1. Field of the Invention
The present invention relates to a semiconductor integrated circuit provided with a protection circuit against electrostatic breakdown of a gate oxide which is caused by plasma etching or the like in the process of fabricating the semiconductor integrated circuit, and to a layout design method therefor.
2. Description of the Prior Art
FIG. 27 is a sectional view of a part of a pMOS transistor. In FIG. 27, reference character 10 denotes a p-type substrate; 11, an n-type well; 12, gate oxide; 13, gate polysilicon; 14, a insulator; 15, a contact hole; 16, interconnection metal; 17, field oxide; and 18, a photoresist.

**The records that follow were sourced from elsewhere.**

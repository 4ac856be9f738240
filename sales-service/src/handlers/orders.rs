//! Sales order submission.

use crate::middleware::UserId;
use crate::models::{DocStatus, SalesOrder};
use crate::services::capabilities;
use crate::services::metrics::{ERRORS_TOTAL, ORDERS_SUBMITTED_TOTAL};
use crate::startup::AppState;
use axum::extract::{Path, State};
use axum::Json;
use chrono::Utc;
use service_core::error::AppError;
use tracing::instrument;

/// Submit a drafted sales order.
///
/// Fills the defaults the draft left blank, backfills a full-payment
/// schedule when none exists, then flips the document to submitted in one
/// store operation. Anything other than an existing draft is rejected
/// before any write.
#[instrument(skip(state), fields(user_id = %user.0))]
pub async fn submit_order(
    State(state): State<AppState>,
    user: UserId,
    Path(name): Path<String>,
) -> Result<Json<SalesOrder>, AppError> {
    let mut order = state
        .store
        .sales_order(&name)
        .await?
        .ok_or_else(|| AppError::NotFound(anyhow::anyhow!("Sales order '{}' does not exist", name)))?;

    state
        .authorizer
        .ensure(&user.0, capabilities::ORDER_SUBMIT, &order.customer)
        .await?;

    if order.status() != DocStatus::Draft {
        return Err(AppError::Conflict(anyhow::anyhow!(
            "Sales order '{}' is not an open draft",
            name
        )));
    }

    order.apply_defaults(&state.config.defaults, Utc::now().date_naive());
    order.ensure_payment_schedule();

    let submitted = match state.store.submit_sales_order(&order).await {
        Ok(submitted) => submitted,
        Err(e) => {
            ORDERS_SUBMITTED_TOTAL.with_label_values(&["error"]).inc();
            ERRORS_TOTAL.with_label_values(&["db_error"]).inc();
            return Err(e);
        }
    };
    ORDERS_SUBMITTED_TOTAL.with_label_values(&["ok"]).inc();
    tracing::info!(order = %submitted.name, customer = %submitted.customer, "Sales order submitted");

    Ok(Json(submitted))
}
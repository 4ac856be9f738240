//! Customer-scoped reads: outstanding invoices, open orders, summary and
//! the ledger statement.

use crate::dtos::LedgerParams;
use crate::middleware::UserId;
use crate::models::{CustomerSummary, LedgerStatement, OpenSalesOrder, OutstandingInvoice};
use crate::services::capabilities;
use crate::startup::AppState;
use axum::extract::{Path, Query, State};
use axum::Json;
use rust_decimal::Decimal;
use service_core::error::AppError;
use tracing::instrument;

/// Open-order lists are capped; the tender screen only ever shows a page.
const OPEN_ORDER_LIMIT: usize = 50;

async fn ensure_customer(state: &AppState, customer: &str) -> Result<(), AppError> {
    if state.store.customer_exists(customer).await? {
        Ok(())
    } else {
        Err(AppError::NotFound(anyhow::anyhow!(
            "Customer '{}' does not exist",
            customer
        )))
    }
}

/// Submitted invoices with an unpaid remainder, oldest first.
#[instrument(skip(state), fields(user_id = %user.0))]
pub async fn outstanding_invoices(
    State(state): State<AppState>,
    user: UserId,
    Path(customer): Path<String>,
) -> Result<Json<Vec<OutstandingInvoice>>, AppError> {
    state
        .authorizer
        .ensure(&user.0, capabilities::INVOICE_READ, &customer)
        .await?;
    ensure_customer(&state, &customer).await?;

    let invoices = state.store.outstanding_invoices(&customer).await?;
    Ok(Json(invoices))
}

/// Submitted orders still waiting on money or billing, newest first.
#[instrument(skip(state), fields(user_id = %user.0))]
pub async fn open_orders(
    State(state): State<AppState>,
    user: UserId,
    Path(customer): Path<String>,
) -> Result<Json<Vec<OpenSalesOrder>>, AppError> {
    state
        .authorizer
        .ensure(&user.0, capabilities::ORDER_READ, &customer)
        .await?;
    ensure_customer(&state, &customer).await?;

    let orders = state
        .store
        .open_sales_orders(&customer, OPEN_ORDER_LIMIT)
        .await?;
    Ok(Json(orders))
}

/// Financial summary card: outstanding balance plus most recent invoice
/// and payment.
#[instrument(skip(state), fields(user_id = %user.0))]
pub async fn customer_summary(
    State(state): State<AppState>,
    user: UserId,
    Path(customer): Path<String>,
) -> Result<Json<CustomerSummary>, AppError> {
    state
        .authorizer
        .ensure(&user.0, capabilities::CUSTOMER_READ, &customer)
        .await?;
    ensure_customer(&state, &customer).await?;

    let outstanding_balance = state.store.outstanding_balance(&customer).await?;
    let last_invoice = state.store.last_invoice(&customer).await?;
    let last_payment = state.store.last_payment(&customer).await?;

    Ok(Json(CustomerSummary {
        outstanding_balance,
        last_invoice,
        last_payment,
    }))
}

/// Ledger statement for a date window: entries before the window fold into
/// the opening balance, in-window entries carry a running balance.
#[instrument(skip(state), fields(user_id = %user.0))]
pub async fn customer_ledger(
    State(state): State<AppState>,
    user: UserId,
    Path(customer): Path<String>,
    Query(params): Query<LedgerParams>,
) -> Result<Json<LedgerStatement>, AppError> {
    state
        .authorizer
        .ensure(&user.0, capabilities::LEDGER_READ, &customer)
        .await?;
    ensure_customer(&state, &customer).await?;

    if let (Some(from), Some(to)) = (params.from_date, params.to_date) {
        if from > to {
            return Err(AppError::BadRequest(anyhow::anyhow!(
                "from_date {} is after to_date {}",
                from,
                to
            )));
        }
    }

    let opening_balance = match params.from_date {
        Some(from) => state.store.opening_balance(&customer, from).await?,
        None => Decimal::ZERO,
    };
    let entries = state
        .store
        .ledger_entries(&customer, params.from_date, params.to_date)
        .await?;

    Ok(Json(LedgerStatement::assemble(opening_balance, entries)))
}
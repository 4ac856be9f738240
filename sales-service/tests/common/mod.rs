//! Shared test harness: a router over a seeded in-memory store plus
//! request helpers.

#![allow(dead_code)]

use axum::body::Body;
use axum::http::{Request, StatusCode};
use axum::Router;
use chrono::{NaiveDate, Utc};
use http_body_util::BodyExt;
use rust_decimal::Decimal;
use sales_service::config::{
    DatabaseConfig, OrderDefaults, SalesConfig, SessionConfig,
};
use sales_service::models::{LedgerEntry, OutstandingInvoice, PaymentMode, SalesOrder};
use sales_service::services::{Authorizer, MemoryStore, TrustUpstream};
use sales_service::startup::{build_router, AppState};
use secrecy::Secret;
use serde_json::Value;
use std::sync::{Arc, Once};
use tower::util::ServiceExt;

static TRACING: Once = Once::new();

pub fn init_test_tracing() {
    TRACING.call_once(|| {
        let _ = tracing_subscriber::fmt()
            .with_env_filter("info")
            .with_test_writer()
            .try_init();
    });
}

pub fn test_config() -> SalesConfig {
    SalesConfig {
        common: service_core::config::Config { port: 0 },
        log_level: "info".to_string(),
        otlp_endpoint: None,
        database: DatabaseConfig {
            url: None,
            max_connections: 5,
            min_connections: 1,
        },
        session: SessionConfig {
            secret: Secret::new("test-session-secret".to_string()),
        },
        defaults: OrderDefaults {
            company: "Demo Company".to_string(),
            naming_series: "SO-".to_string(),
            order_type: "Sales".to_string(),
        },
    }
}

/// Router over the given store with the given policy.
pub fn app_with(store: Arc<MemoryStore>, authorizer: Arc<dyn Authorizer>) -> Router {
    init_test_tracing();
    build_router(AppState {
        config: test_config(),
        store,
        authorizer,
    })
}

/// Router with authorization disabled, as in the BFF-trust deployment.
pub fn trusted_app(store: Arc<MemoryStore>) -> Router {
    app_with(store, Arc::new(TrustUpstream))
}

async fn send(app: Router, request: Request<Body>) -> (StatusCode, Value) {
    let response = app.oneshot(request).await.expect("request failed");
    let status = response.status();
    let bytes = response
        .into_body()
        .collect()
        .await
        .expect("failed to read body")
        .to_bytes();
    let json = serde_json::from_slice(&bytes).unwrap_or(Value::Null);
    (status, json)
}

pub async fn get(app: Router, uri: &str, user: &str) -> (StatusCode, Value) {
    let request = Request::builder()
        .uri(uri)
        .header("X-User-ID", user)
        .body(Body::empty())
        .unwrap();
    send(app, request).await
}

pub async fn get_anonymous(app: Router, uri: &str) -> (StatusCode, Value) {
    let request = Request::builder().uri(uri).body(Body::empty()).unwrap();
    send(app, request).await
}

/// GET returning the raw body text, for the page shell.
pub async fn get_text(app: Router, uri: &str) -> (StatusCode, String) {
    let request = Request::builder().uri(uri).body(Body::empty()).unwrap();
    let response = app.oneshot(request).await.expect("request failed");
    let status = response.status();
    let bytes = response
        .into_body()
        .collect()
        .await
        .expect("failed to read body")
        .to_bytes();
    (status, String::from_utf8_lossy(&bytes).to_string())
}

pub async fn post_json(app: Router, uri: &str, user: &str, body: Value) -> (StatusCode, Value) {
    let request = Request::builder()
        .method("POST")
        .uri(uri)
        .header("X-User-ID", user)
        .header("content-type", "application/json")
        .body(Body::from(body.to_string()))
        .unwrap();
    send(app, request).await
}

// -- Seed builders ---------------------------------------------------------

pub fn ledger_entry(customer: &str, posting_date: NaiveDate, debit: i64, credit: i64) -> LedgerEntry {
    LedgerEntry {
        posting_date,
        voucher_type: "Sales Invoice".to_string(),
        voucher_no: format!("SINV-{}", posting_date),
        debit: Decimal::from(debit),
        credit: Decimal::from(credit),
        account: "Debtors".to_string(),
        party_type: "Customer".to_string(),
        party: customer.to_string(),
        company: "Demo Company".to_string(),
        is_cancelled: false,
        creation: Utc::now(),
    }
}

pub fn draft_order(name: &str, customer: &str, total: i64) -> SalesOrder {
    SalesOrder {
        name: name.to_string(),
        customer: customer.to_string(),
        company: None,
        naming_series: None,
        order_type: None,
        transaction_date: None,
        delivery_date: None,
        net_total: Decimal::from(total),
        grand_total: Decimal::from(total),
        rounded_total: Decimal::ZERO,
        advance_paid: Decimal::ZERO,
        per_billed: Decimal::ZERO,
        docstatus: 0,
        creation: Utc::now(),
        payment_schedule: vec![],
    }
}

pub fn submitted_order(name: &str, customer: &str, total: i64, date: NaiveDate) -> SalesOrder {
    let mut order = draft_order(name, customer, total);
    order.docstatus = 1;
    order.transaction_date = Some(date);
    order
}

pub fn invoice(name: &str, posting_date: NaiveDate, total: i64, outstanding: i64) -> OutstandingInvoice {
    OutstandingInvoice {
        name: name.to_string(),
        posting_date,
        grand_total: Decimal::from(total),
        outstanding_amount: Decimal::from(outstanding),
    }
}

pub fn payment_mode(name: &str) -> PaymentMode {
    PaymentMode {
        name: name.to_string(),
        mode_type: "General".to_string(),
    }
}

pub fn day(year: i32, month: u32, d: u32) -> NaiveDate {
    NaiveDate::from_ymd_opt(year, month, d).unwrap()
}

In the process of fabricating a semiconductor integrated circuit, when the interconnection metal pattern 16 is formed by plasma etching or plasma ashing, charge passes through the interconnection metal 16 and accumulates in the gate polysilicon 13 due to the charge in the plasma. The smaller the components of semiconductor integrated circuit, the thinner the gate oxide 12, and thereby the lower its insulation strength. If the voltage between the gate polysilicon 13 and an n-type well 11 exceeds the insulation breakdown voltage due to the accumulation of charge, a discharge occurs between the gate polysilicon 13 and the n-type well 11 with damaging the gate oxide 12, thereby changing the characteristics of the transistor, such as the threshold voltage and the drain current thereof. This prevents the normal circuit operation. This phenomenon becomes more serious as the interconnection length is increased by multilayer wiring.
In order to solve this problem, a diode with a reverse breakdown voltage which is lower than the insulation breakdown voltage of the gate oxide 12 and higher than the supply voltage is connected between the gate and the substrate, as shown in FIGS. 28A, 28B and 29. FIG. 28B is a sectional view taken along line B--B in FIG. 28A, and FIG. 29 is a circuit diagram of the structure shown in FIG. 28A and 28B.
In FIGS. 28A and 28B, reference character 19 denotes an n.sup.+ -type region; 20, a contact hole; 21S and 21D each, a p.sup.+ -type region; 22S and 22D each, an n.sup.+ -type region; 23, interconnection metal; 24, power supply metal line for supplying a potential higher than the ground; and 25, ground metal line as another power supply line. A pMOS transistor TP comprises the p.sup.+ -type regions 21S and 21D, the gate polysilicon 13 and the gate oxide 12. A nMOS transistor TN comprises the n.sup.+ -type regions 22S and 22D, the gate polysilicon 13 and the gate oxide 12. The diode D comprises the p-type substrate 10 and the n.sup.+ -type region 19 with forming a pn junction.
The above-described structure causes the accumulated charge to pass through the diode D and flow into the substrate before the gate oxide is electrostatically broken down if charge is accumulated in the gate polysilicon 13 in the process of fabricating IC. The diode D may be connected, as shown by a dotted line in FIG. 29.
However, when the diode D is arranged for each gate, as shown in FIG. 28A, excess region is required for the diodes D, and the chip size is thus increased. In particular, in ASIC of a gate array, a standard cell system or the like, since basic cell circuits are arranged in a matrix, an increase in the size of the basic cell circuits including the diodes D significantly affects an increase in the chip size. In addition, when the diode D is arranged for each gate, the number of the diodes D becomes excessively large, and the operating speed of the circuit is thus decreased due to the parasitic capacitance of each diode.
On the other hand, when the diodes D are connected to only the gates to which long wiring causing the problem of electrostatic breakdown is connected, since excess region must be secured for the diodes, the design becomes complicated.